According to Lal, vascular surgeons have generally become more comfortable encouraging early ambulation after DVT over the last decade, though that hesitation still persists in other specialties. “People worry about a risk of dislodging clots and causing pulmonary emboli if you ambulate patients too much,” he said. “This study confirms that we need to ambulate our patients after DVT. The more consistent and sustained the ambulation, the better the long-term outcomes are going to be.”

Lal suggested that the intervention could be incorporated relatively easily into routine care because of its simplicity and low cost. While reimbursement for exercise programs remains limited for this particular indication, he said the study provides a practical framework clinicians can implement even now.
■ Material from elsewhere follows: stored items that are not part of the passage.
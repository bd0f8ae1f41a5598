use chrono::{DateTime, Utc};
use serde::{Deserialize, Serialize};
use uuid::Uuid;
use validator::Validate;

/// OAuth2 client registered under a tenant.
///
/// Public clients never carry a secret; confidential clients always carry
/// one (generated at creation when not supplied, replaced on rotation).
#[derive(Debug, Clone, Serialize, Deserialize, PartialEq)]
#[serde(rename_all = "camelCase")]
pub struct OAuthClient {
    pub id: Uuid,
    pub client_id: String,
    pub name: String,
    #[serde(rename = "type")]
    pub client_type: ClientType,

    #[serde(default)]
    pub redirect_uris: Vec<String>,

    #[serde(default)]
    pub allowed_origins: Vec<String>,

    #[serde(default)]
    pub providers: Vec<String>,

    #[serde(default)]
    pub scopes: Vec<String>,

    /// Envelope-encrypted client secret; present iff confidential.
    #[serde(default, skip_serializing_if = "Option::is_none")]
    pub secret_enc: Option<String>,

    #[serde(default = "default_access_token_ttl")]
    pub access_token_ttl_seconds: u64,

    #[serde(default = "default_refresh_token_ttl")]
    pub refresh_token_ttl_seconds: u64,

    #[serde(default)]
    pub post_logout_redirect_uris: Vec<String>,

    #[serde(default)]
    pub require_email_verification: bool,

    pub created_at: DateTime<Utc>,
    pub updated_at: DateTime<Utc>,
}

impl OAuthClient {
    pub fn is_confidential(&self) -> bool {
        self.client_type == ClientType::Confidential
    }
}

#[derive(Debug, Clone, Copy, Serialize, Deserialize, PartialEq, Eq)]
#[serde(rename_all = "lowercase")]
pub enum ClientType {
    Public,
    Confidential,
}

fn default_access_token_ttl() -> u64 {
    3600
}

fn default_refresh_token_ttl() -> u64 {
    2_592_000
}

/// Create client request
#[derive(Debug, Clone, Serialize, Deserialize, Validate)]
#[serde(rename_all = "camelCase")]
pub struct CreateClient {
    #[validate(length(min = 1, max = 255))]
    pub name: String,

    #[serde(rename = "type")]
    pub client_type: ClientType,

    #[serde(default)]
    pub redirect_uris: Vec<String>,

    #[serde(default)]
    pub allowed_origins: Vec<String>,

    #[serde(default)]
    pub providers: Vec<String>,

    #[serde(default)]
    pub scopes: Vec<String>,

    /// Optional caller-chosen secret for confidential clients; one is
    /// generated when absent.
    #[serde(default)]
    pub secret: Option<String>,

    pub access_token_ttl_seconds: Option<u64>,
    pub refresh_token_ttl_seconds: Option<u64>,

    #[serde(default)]
    pub post_logout_redirect_uris: Vec<String>,

    #[serde(default)]
    pub require_email_verification: bool,
}

/// Update client request (client_id and type are immutable)
#[derive(Debug, Clone, Serialize, Deserialize, Validate)]
#[serde(rename_all = "camelCase")]
pub struct UpdateClient {
    #[validate(length(min = 1, max = 255))]
    pub name: Option<String>,

    pub redirect_uris: Option<Vec<String>>,
    pub allowed_origins: Option<Vec<String>>,
    pub providers: Option<Vec<String>>,
    pub scopes: Option<Vec<String>>,
    pub access_token_ttl_seconds: Option<u64>,
    pub refresh_token_ttl_seconds: Option<u64>,
    pub post_logout_redirect_uris: Option<Vec<String>>,
    pub require_email_verification: Option<bool>,
}

/// Client plus the one-time plaintext secret, returned only from create
/// and rotate responses.
#[derive(Debug, Clone, Serialize)]
#[serde(rename_all = "camelCase")]
pub struct ClientWithSecret {
    #[serde(flatten)]
    pub client: OAuthClient,

    #[serde(skip_serializing_if = "Option::is_none")]
    pub secret: Option<String>,
}
#[cfg(test)]
mod tests {
    use super::*;
    use hivejar_models::MutationType;

    fn test_config(node_id: &str) -> RaftConfig {
        RaftConfig {
            node_id: node_id.to_string(),
            election_timeout_min: Duration::from_millis(50),
            election_timeout_jitter: Duration::from_millis(50),
            heartbeat_interval: Duration::from_millis(20),
            ..RaftConfig::default()
        }
    }

    fn mutation(slug: &str) -> Mutation {
        let tenant = serde_json::json!({
            "id": uuid::Uuid::new_v4(),
            "slug": slug,
            "name": "Acme",
            "displayName": "",
            "language": "en",
            "settings": {
                "issuerMode": "global",
                "sessionTtlSeconds": 3600,
                "mfaEnabled": false,
                "socialLoginEnabled": false,
                "security": {
                    "passwordMinLength": 8,
                    "maxLoginAttempts": 5,
                    "lockoutDurationMinutes": 15
                },
                "consent": {"skipForTrustedClients": false, "rememberDays": 365}
            },
            "createdAt": "2024-01-01T00:00:00Z",
            "updatedAt": "2024-01-01T00:00:00Z"
        });
        Mutation {
            mutation_type: MutationType::UpsertTenant,
            tenant_slug: slug.to_string(),
            ts_unix: 1_700_000_000,
            payload: tenant,
        }
    }

    fn new_node(node_id: &str) -> (Arc<RaftNode>, Arc<ConfigStore>, tempfile::TempDir) {
        let dir = tempfile::tempdir().unwrap();
        let store = Arc::new(ConfigStore::open(dir.path().join("store")).unwrap());
        let node = RaftNode::new(test_config(node_id), store.clone(), dir.path().join("raft")).unwrap();
        (node, store, dir)
    }

    #[tokio::test]
    async fn test_follower_rejects_submit_with_not_leader() {
        let (node, _store, _dir) = new_node("node-1");
        let err = node.submit(mutation("acme")).await.unwrap_err();
        assert!(matches!(err, RaftError::NotLeader { .. }));
    }

    #[tokio::test]
    async fn test_single_node_elects_itself_and_applies() {
        let (node, store, _dir) = new_node("node-1");
        node.run();

        tokio::time::timeout(Duration::from_secs(2), async {
            while !node.is_leader() {
                tokio::time::sleep(Duration::from_millis(10)).await;
            }
        })
        .await
        .expect("single node should elect itself");

        let entry = node.submit(mutation("acme")).await.unwrap();
        assert_eq!(entry.index, 1);
        assert!(store.get_tenant("acme").unwrap().is_some());

        let stats = node.stats();
        assert_eq!(stats.commit_index, 1);
        assert_eq!(stats.applied_index, 1);
        assert!(stats.healthy);
        assert_eq!(node.leader_id().as_deref(), Some("node-1"));
    }

    #[tokio::test]
    async fn test_follower_applies_replicated_entries() {
        let (leader, leader_store, _dir_a) = new_node("node-1");
        let (follower, follower_store, _dir_b) = new_node("node-2");

        // Drive the leader without networking by handing its entries to
        // the follower's RPC handler directly.
        leader.run();
        while !leader.is_leader() {
            tokio::time::sleep(Duration::from_millis(10)).await;
        }
        let entry = leader.submit(mutation("acme")).await.unwrap();

        let response = follower.handle_append_entries(AppendEntriesRequest {
            term: 5,
            leader_id: "node-1".to_string(),
            prev_log_index: 0,
            prev_log_term: 0,
            entries: vec![entry],
            leader_commit: 1,
        });
        assert!(response.success);
        assert_eq!(response.match_index, 1);

        let from_leader = leader_store.get_tenant("acme").unwrap().unwrap();
        let from_follower = follower_store.get_tenant("acme").unwrap().unwrap();
        assert_eq!(from_leader, from_follower);
        assert!(!follower.is_leader());
        assert_eq!(follower.leader_id().as_deref(), Some("node-1"));
    }

    #[tokio::test]
    async fn test_append_entries_rejects_stale_term() {
        let (node, _store, _dir) = new_node("node-1");

        // Bump our term past the incoming request's.
        node.handle_request_vote(RequestVoteRequest {
            term: 10,
            candidate_id: "node-9".to_string(),
            last_log_index: 0,
            last_log_term: 0,
        });

        let response = node.handle_append_entries(AppendEntriesRequest {
            term: 3,
            leader_id: "node-2".to_string(),
            prev_log_index: 0,
            prev_log_term: 0,
            entries: vec![],
            leader_commit: 0,
        });
        assert!(!response.success);
        assert_eq!(response.term, 10);
    }

    #[tokio::test]
    async fn test_vote_granted_once_per_term() {
        let (node, _store, _dir) = new_node("node-1");

        let first = node.handle_request_vote(RequestVoteRequest {
            term: 2,
            candidate_id: "node-2".to_string(),
            last_log_index: 0,
            last_log_term: 0,
        });
        assert!(first.vote_granted);

        let second = node.handle_request_vote(RequestVoteRequest {
            term: 2,
            candidate_id: "node-3".to_string(),
            last_log_index: 0,
            last_log_term: 0,
        });
        assert!(!second.vote_granted);
    }

    #[tokio::test]
    async fn test_vote_denied_for_stale_log() {
        let (node, _store, _dir) = new_node("node-1");
        node.run();
        while !node.is_leader() {
            tokio::time::sleep(Duration::from_millis(10)).await;
        }
        node.submit(mutation("acme")).await.unwrap();

        let response = node.handle_request_vote(RequestVoteRequest {
            term: 99,
            candidate_id: "node-2".to_string(),
            last_log_index: 0,
            last_log_term: 0,
        });
        assert!(!response.vote_granted);
    }

    #[tokio::test]
    async fn test_self_removal_refused() {
        let (node, _store, _dir) = new_node("node-1");
        node.run();
        while !node.is_leader() {
            tokio::time::sleep(Duration::from_millis(10)).await;
        }

        let err = node.remove_peer("node-1").unwrap_err();
        assert!(matches!(err, RaftError::Conflict(_)));
    }

    #[tokio::test]
    async fn test_peer_management_leader_only() {
        let (node, _store, _dir) = new_node("node-1");

        // Still a follower: no ticker running.
        let err = node.add_peer("node-2", "http://127.0.0.1:9999").unwrap_err();
        assert!(matches!(err, RaftError::NotLeader { .. }));

        node.run();
        while !node.is_leader() {
            tokio::time::sleep(Duration::from_millis(10)).await;
        }
        node.add_peer("node-2", "http://127.0.0.1:9999").unwrap();
        assert_eq!(node.stats().num_peers, 1);
        node.remove_peer("node-2").unwrap();
        assert_eq!(node.stats().num_peers, 0);
    }
}
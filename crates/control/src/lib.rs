pub mod error;
pub mod export;
pub mod secrets;
pub mod service;

mod claims;
mod clients;
mod roles;
mod scopes;

pub use error::{ControlError, Result};
pub use service::{ControlPlane, CreatedTenant, JwksInvalidationHook, UpdatedSettings};
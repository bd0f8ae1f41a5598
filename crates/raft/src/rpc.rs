use crate::error::{RaftError, Result};
use crate::log::LogEntry;
use serde::{Deserialize, Serialize};
use std::time::Duration;

/// Log replication / heartbeat RPC.
#[derive(Debug, Clone, Serialize, Deserialize)]
pub struct AppendEntriesRequest {
    pub term: u64,
    pub leader_id: String,
    pub prev_log_index: u64,
    pub prev_log_term: u64,
    pub entries: Vec<LogEntry>,
    pub leader_commit: u64,
}

#[derive(Debug, Clone, Serialize, Deserialize)]
pub struct AppendEntriesResponse {
    pub term: u64,
    pub success: bool,
    /// Highest index stored on the follower when `success`; lets the
    /// leader advance `match_index` without bookkeeping races.
    pub match_index: u64,
}

/// Leader election RPC.
#[derive(Debug, Clone, Serialize, Deserialize)]
pub struct RequestVoteRequest {
    pub term: u64,
    pub candidate_id: String,
    pub last_log_index: u64,
    pub last_log_term: u64,
}

#[derive(Debug, Clone, Serialize, Deserialize)]
pub struct RequestVoteResponse {
    pub term: u64,
    pub vote_granted: bool,
}

/// HTTP client for peer RPCs. Peers expose the internal raft routes on
/// their admin listener.
#[derive(Clone)]
pub struct PeerClient {
    http: reqwest::Client,
}

impl PeerClient {
    pub fn new(rpc_timeout: Duration) -> Self {
        let http = reqwest::Client::builder()
            .timeout(rpc_timeout)
            .build()
            .expect("reqwest client");
        Self { http }
    }

    pub async fn append_entries(
        &self,
        base_url: &str,
        request: &AppendEntriesRequest,
    ) -> Result<AppendEntriesResponse> {
        self.post(base_url, "/internal/raft/append-entries", request).await
    }

    pub async fn request_vote(
        &self,
        base_url: &str,
        request: &RequestVoteRequest,
    ) -> Result<RequestVoteResponse> {
        self.post(base_url, "/internal/raft/request-vote", request).await
    }

    async fn post<Req: Serialize, Resp: for<'de> Deserialize<'de>>(
        &self,
        base_url: &str,
        path: &str,
        request: &Req,
    ) -> Result<Resp> {
        let url = format!("{}{}", base_url.trim_end_matches('/'), path);
        let response = self
            .http
            .post(&url)
            .json(request)
            .send()
            .await
            .map_err(|e| RaftError::Transport(format!("{}: {}", url, e)))?;

        if !response.status().is_success() {
            return Err(RaftError::Transport(format!(
                "{}: status {}",
                url,
                response.status()
            )));
        }

        response
            .json::<Resp>()
            .await
            .map_err(|e| RaftError::Transport(format!("{}: {}", url, e)))
    }
}
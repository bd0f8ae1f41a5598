use crate::config::TenantDbConfig;
use crate::error::{Result, TenantDbError};
use crate::pool::quote_ident;
use hivejar_models::{UserField, UserFieldType};
use serde::Serialize;
use sqlx::{Connection, PgPool};
use uuid::Uuid;

/// Embedded data-plane migrations, applied in ascending filename order.
pub const MIGRATIONS: &[(&str, &str, &str)] = &[
    (
        "0001_users",
        include_str!("../migrations/0001_users_up.sql"),
        include_str!("../migrations/0001_users_down.sql"),
    ),
    (
        "0002_sessions",
        include_str!("../migrations/0002_sessions_up.sql"),
        include_str!("../migrations/0002_sessions_down.sql"),
    ),
    (
        "0003_refresh_tokens",
        include_str!("../migrations/0003_refresh_tokens_up.sql"),
        include_str!("../migrations/0003_refresh_tokens_down.sql"),
    ),
    (
        "0004_consents",
        include_str!("../migrations/0004_consents_up.sql"),
        include_str!("../migrations/0004_consents_down.sql"),
    ),
    (
        "0005_user_roles",
        include_str!("../migrations/0005_user_roles_up.sql"),
        include_str!("../migrations/0005_user_roles_down.sql"),
    ),
];

const LOCK_NAMESPACE: &str = "hj:migrate:";

/// Cluster-wide migration lock id for a tenant: FNV-1a 64 over the lock
/// namespace plus the tenant id.
pub fn migration_lock_id(tenant_id: Uuid) -> i64 {
    const FNV_OFFSET: u64 = 0xcbf2_9ce4_8422_2325;
    const FNV_PRIME: u64 = 0x0000_0100_0000_01b3;

    let mut hash = FNV_OFFSET;
    for byte in LOCK_NAMESPACE.bytes().chain(tenant_id.to_string().bytes()) {
        hash ^= byte as u64;
        hash = hash.wrapping_mul(FNV_PRIME);
    }
    hash as i64
}

/// Outcome of a bootstrap run.
#[derive(Debug, Clone, Default, Serialize)]
#[serde(rename_all = "camelCase")]
pub struct BootstrapReport {
    pub migrations_applied: Vec<String>,
    pub synced_fields: Vec<String>,

    #[serde(skip_serializing_if = "Vec::is_empty")]
    pub warnings: Vec<String>,
}

/// Holds the tenant's advisory lock on a dedicated connection for the
/// whole migration run; released on the same connection.
pub struct MigrationLock {
    conn: sqlx::pool::PoolConnection<sqlx::Postgres>,
    lock_id: i64,
}

impl MigrationLock {
    /// Try the fast path, then fall back to a blocking acquire capped at
    /// the configured wait. A cap overrun reports `LockBusy`.
    pub async fn acquire(
        pool: &PgPool,
        tenant_id: Uuid,
        slug: &str,
        config: &TenantDbConfig,
    ) -> Result<Self> {
        let lock_id = migration_lock_id(tenant_id);
        let mut conn = pool.acquire().await?;

        let acquired: bool = sqlx::query_scalar("SELECT pg_try_advisory_lock($1)")
            .bind(lock_id)
            .fetch_one(&mut *conn)
            .await?;

        if !acquired {
            tracing::info!("Migration lock contended for tenant '{}', waiting", slug);
            let blocking = sqlx::query("SELECT pg_advisory_lock($1)")
                .bind(lock_id)
                .execute(&mut *conn);
            match tokio::time::timeout(config.lock_wait, blocking).await {
                Ok(result) => {
                    result?;
                }
                Err(_) => {
                    // The canceled acquire may still be queued server-side;
                    // closing the connection clears it.
                    conn.detach().close().await.ok();
                    return Err(TenantDbError::LockBusy(slug.to_string()));
                }
            }
        }

        Ok(Self { conn, lock_id })
    }

    pub fn conn(&mut self) -> &mut sqlx::PgConnection {
        &mut self.conn
    }

    pub async fn release(mut self) -> Result<()> {
        sqlx::query("SELECT pg_advisory_unlock($1)")
            .bind(self.lock_id)
            .execute(&mut *self.conn)
            .await?;
        Ok(())
    }
}

/// Apply all pending migrations on the locked connection.
///
/// Each migration runs in its own transaction together with the insert of
/// its version row; already-applied versions are skipped.
pub async fn run_pending(
    conn: &mut sqlx::PgConnection,
    schema: Option<&str>,
) -> Result<Vec<String>> {
    set_search_path(conn, schema).await?;
    ensure_version_table(conn).await?;

    let applied: Vec<String> = sqlx::query_scalar("SELECT version FROM schema_migrations")
        .fetch_all(&mut *conn)
        .await?;

    let mut newly_applied = Vec::new();
    for (name, up_sql, _) in MIGRATIONS {
        if applied.iter().any(|v| v == name) {
            continue;
        }

        apply_migration(conn, schema, name, up_sql).await?;

        tracing::info!("Applied migration {}", name);
        newly_applied.push(name.to_string());
    }

    Ok(newly_applied)
}

/// Apply a single migration and record its version row in one transaction.
///
/// Extracted from `run_pending` so the transaction reborrows live inside a
/// dedicated `async fn` with concrete elided lifetimes; this lets the
/// resulting future be proven `Send` at spawn sites (otherwise rustc's HRTB
/// inference trips on the `&mut *tx` sqlx executor).
async fn apply_migration(
    conn: &mut sqlx::PgConnection,
    schema: Option<&str>,
    name: &str,
    up_sql: &str,
) -> Result<()> {
    let mut tx = conn.begin().await?;
    apply_migration_stmts(tx.as_mut(), schema, name, up_sql).await?;
    tx.commit().await?;
    Ok(())
}

/// Execute one migration's statements on the transaction's connection. Taking
/// a `&mut PgConnection` (via `tx.as_mut()`) keeps the executor reborrows a
/// simple parameter reborrow, which stays `Send` under HRTB inference — unlike
/// reborrowing through a `&mut Transaction`.
async fn apply_migration_stmts(
    conn: &mut sqlx::PgConnection,
    schema: Option<&str>,
    name: &str,
    up_sql: &str,
) -> Result<()> {
    if let Some(schema) = schema {
        sqlx::query(&format!("SET search_path TO {}", quote_ident(schema)))
            .execute(&mut *conn)
            .await?;
    }
    sqlx::raw_sql(up_sql)
        .execute(&mut *conn)
        .await
        .map_err(|e| TenantDbError::Migration(format!("{}: {}", name, e)))?;
    sqlx::query("INSERT INTO schema_migrations (version) VALUES ($1)")
        .bind(name)
        .execute(&mut *conn)
        .await?;
    Ok(())
}

/// Roll back the most recent `steps` migrations, descending.
pub async fn run_down(
    conn: &mut sqlx::PgConnection,
    schema: Option<&str>,
    steps: usize,
) -> Result<Vec<String>> {
    set_search_path(conn, schema).await?;
    ensure_version_table(conn).await?;

    let applied: Vec<String> =
        sqlx::query_scalar("SELECT version FROM schema_migrations ORDER BY version DESC")
            .fetch_all(&mut *conn)
            .await?;

    let mut rolled_back = Vec::new();
    for version in applied.into_iter().take(steps) {
        let Some((name, _, down_sql)) = MIGRATIONS.iter().find(|(n, _, _)| *n == version) else {
            return Err(TenantDbError::Migration(format!(
                "no down migration for applied version '{}'",
                version
            )));
        };

        let mut tx = conn.begin().await?;
        if let Some(schema) = schema {
            sqlx::query(&format!("SET search_path TO {}", quote_ident(schema)))
                .execute(&mut *tx)
                .await?;
        }
        sqlx::raw_sql(down_sql)
            .execute(&mut *tx)
            .await
            .map_err(|e| TenantDbError::Migration(format!("{}: {}", name, e)))?;
        sqlx::query("DELETE FROM schema_migrations WHERE version = $1")
            .bind(name)
            .execute(&mut *tx)
            .await?;
        tx.commit().await?;

        tracing::info!("Rolled back migration {}", name);
        rolled_back.push(name.to_string());
    }

    Ok(rolled_back)
}

/// Synchronize custom user fields into the schema: add columns and
/// indexes, never drop anything.
pub async fn sync_user_fields(
    conn: &mut sqlx::PgConnection,
    schema: Option<&str>,
    fields: &[UserField],
) -> Result<(Vec<String>, Vec<String>)> {
    set_search_path(conn, schema).await?;

    let mut synced = Vec::new();
    let mut warnings = Vec::new();

    for field in fields {
        if !is_safe_column_name(&field.name) {
            warnings.push(format!("skipped field '{}': unsafe column name", field.name));
            continue;
        }

        let column_type = match field.field_type {
            UserFieldType::String => "TEXT",
            UserFieldType::Integer => "BIGINT",
            UserFieldType::Boolean => "BOOLEAN",
            UserFieldType::Timestamp => "TIMESTAMPTZ",
            UserFieldType::Json => "JSONB",
        };

        sqlx::query(&format!(
            "ALTER TABLE users ADD COLUMN IF NOT EXISTS {} {}",
            quote_ident(&field.name),
            column_type
        ))
        .execute(&mut *conn)
        .await
        .map_err(|e| TenantDbError::Migration(format!("add column '{}': {}", field.name, e)))?;

        if field.indexed || field.unique {
            let unique = if field.unique { "UNIQUE " } else { "" };
            sqlx::query(&format!(
                "CREATE {}INDEX IF NOT EXISTS {} ON users ({})",
                unique,
                quote_ident(&format!("idx_users_{}", field.name)),
                quote_ident(&field.name)
            ))
            .execute(&mut *conn)
            .await
            .map_err(|e| TenantDbError::Migration(format!("index '{}': {}", field.name, e)))?;
        }

        synced.push(field.name.clone());
    }

    Ok((synced, warnings))
}

async fn ensure_version_table(conn: &mut sqlx::PgConnection) -> Result<()> {
    sqlx::query(
        "CREATE TABLE IF NOT EXISTS schema_migrations (
            version TEXT PRIMARY KEY,
            applied_at TIMESTAMPTZ NOT NULL DEFAULT now()
        )",
    )
    .execute(conn)
    .await?;
    Ok(())
}

async fn set_search_path(conn: &mut sqlx::PgConnection, schema: Option<&str>) -> Result<()> {
    if let Some(schema) = schema {
        sqlx::query(&format!(
            "CREATE SCHEMA IF NOT EXISTS {}",
            quote_ident(schema)
        ))
        .execute(&mut *conn)
        .await?;
        sqlx::query(&format!("SET search_path TO {}", quote_ident(schema)))
            .execute(conn)
            .await?;
    }
    Ok(())
}

#[allow(dead_code)]
fn _assert_send(conn: &mut sqlx::PgConnection, schema: Option<&str>, fields: &[UserField]) {
    fn is_send<T: Send>(_: &T) {}
    is_send(&_begin_commit_only(conn));
    is_send(&_in_tx_only(conn, schema));
    fn own() -> sqlx::pool::PoolConnection<sqlx::Postgres> {
        unimplemented!()
    }
    is_send(&_owned_tx(own()));
}

#[allow(dead_code)]
async fn _begin_commit_only(conn: &mut sqlx::PgConnection) -> Result<()> {
    let tx = conn.begin().await?;
    tx.commit().await?;
    Ok(())
}

#[allow(dead_code)]
async fn _in_tx_only(conn: &mut sqlx::PgConnection, schema: Option<&str>) -> Result<()> {
    let mut tx = conn.begin().await?;
    apply_migration_stmts(tx.as_mut(), schema, "x", "y").await?;
    tx.commit().await?;
    Ok(())
}

#[allow(dead_code)]
async fn _owned_tx(mut conn: sqlx::pool::PoolConnection<sqlx::Postgres>) -> Result<()> {
    let mut tx = conn.begin().await?;
    sqlx::raw_sql("x").execute(&mut *tx).await.ok();
    tx.commit().await?;
    Ok(())
}

fn is_safe_column_name(name: &str) -> bool {
    !name.is_empty()
        && name.len() <= 63
        && name
            .chars()
            .next()
            .is_some_and(|c| c.is_ascii_lowercase() || c == '_')
        && name
            .chars()
            .all(|c| c.is_ascii_lowercase() || c.is_ascii_digit() || c == '_')
        && name != "id"
}

#[cfg(test)]
mod tests {
    use super::*;

    #[test]
    fn test_lock_id_is_stable() {
        let tenant_id = Uuid::parse_str("6b9f6d5e-0000-4000-8000-000000000042").unwrap();
        let a = migration_lock_id(tenant_id);
        let b = migration_lock_id(tenant_id);
        assert_eq!(a, b);
    }

    #[test]
    fn test_lock_id_differs_per_tenant() {
        let a = migration_lock_id(Uuid::new_v4());
        let b = migration_lock_id(Uuid::new_v4());
        assert_ne!(a, b);
    }

    #[test]
    fn test_fnv_reference_vector() {
        // FNV-1a of the empty input is the offset basis; feeding the
        // namespace alone must differ from it.
        const FNV_OFFSET: u64 = 0xcbf2_9ce4_8422_2325;
        let id = migration_lock_id(Uuid::nil());
        assert_ne!(id as u64, FNV_OFFSET);
    }

    #[test]
    fn test_migrations_are_ordered_and_paired() {
        let mut names: Vec<&str> = MIGRATIONS.iter().map(|(n, _, _)| *n).collect();
        let sorted = {
            let mut s = names.clone();
            s.sort();
            s
        };
        assert_eq!(names, sorted);
        names.dedup();
        assert_eq!(names.len(), MIGRATIONS.len());

        for (name, up, down) in MIGRATIONS {
            assert!(!up.trim().is_empty(), "{} has empty up", name);
            assert!(!down.trim().is_empty(), "{} has empty down", name);
        }
    }

    #[test]
    fn test_safe_column_names() {
        assert!(is_safe_column_name("employee_number"));
        assert!(is_safe_column_name("_hidden"));
        assert!(!is_safe_column_name("id"));
        assert!(!is_safe_column_name("Drop"));
        assert!(!is_safe_column_name("x; DROP TABLE users"));
        assert!(!is_safe_column_name(""));
    }

    #[tokio::test]
    #[ignore] // Only run with a PostgreSQL available via DATABASE_URL
    async fn test_migration_lock_serializes() {
        let dsn = std::env::var("DATABASE_URL").expect("DATABASE_URL must be set");
        let pool = sqlx::postgres::PgPoolOptions::new()
            .max_connections(4)
            .connect(&dsn)
            .await
            .expect("connect");

        let config = TenantDbConfig {
            lock_wait: std::time::Duration::from_millis(200),
            ..TenantDbConfig::default()
        };
        let tenant_id = Uuid::new_v4();

        let held = MigrationLock::acquire(&pool, tenant_id, "acme", &config)
            .await
            .expect("first acquire");

        // A second migrator for the same tenant must not enter the
        // critical section while the first holds the lock.
        let err = MigrationLock::acquire(&pool, tenant_id, "acme", &config)
            .await
            .unwrap_err();
        assert!(matches!(err, TenantDbError::LockBusy(_)));

        held.release().await.expect("release");

        let reacquired = MigrationLock::acquire(&pool, tenant_id, "acme", &config)
            .await
            .expect("reacquire after release");
        reacquired.release().await.expect("release");
    }
}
“My hope is that these results provide reassurance to all physicians, but in particular non-vascular surgeons, that ambulating patients with DVT is not harmful and in fact is therapeutically beneficial,” he said. “We need to engage in spreading the word so that we can begin to incorporate structured exercise as a standard adjunct to anticoagulation or an endovenous intervention that we may offer these patients.”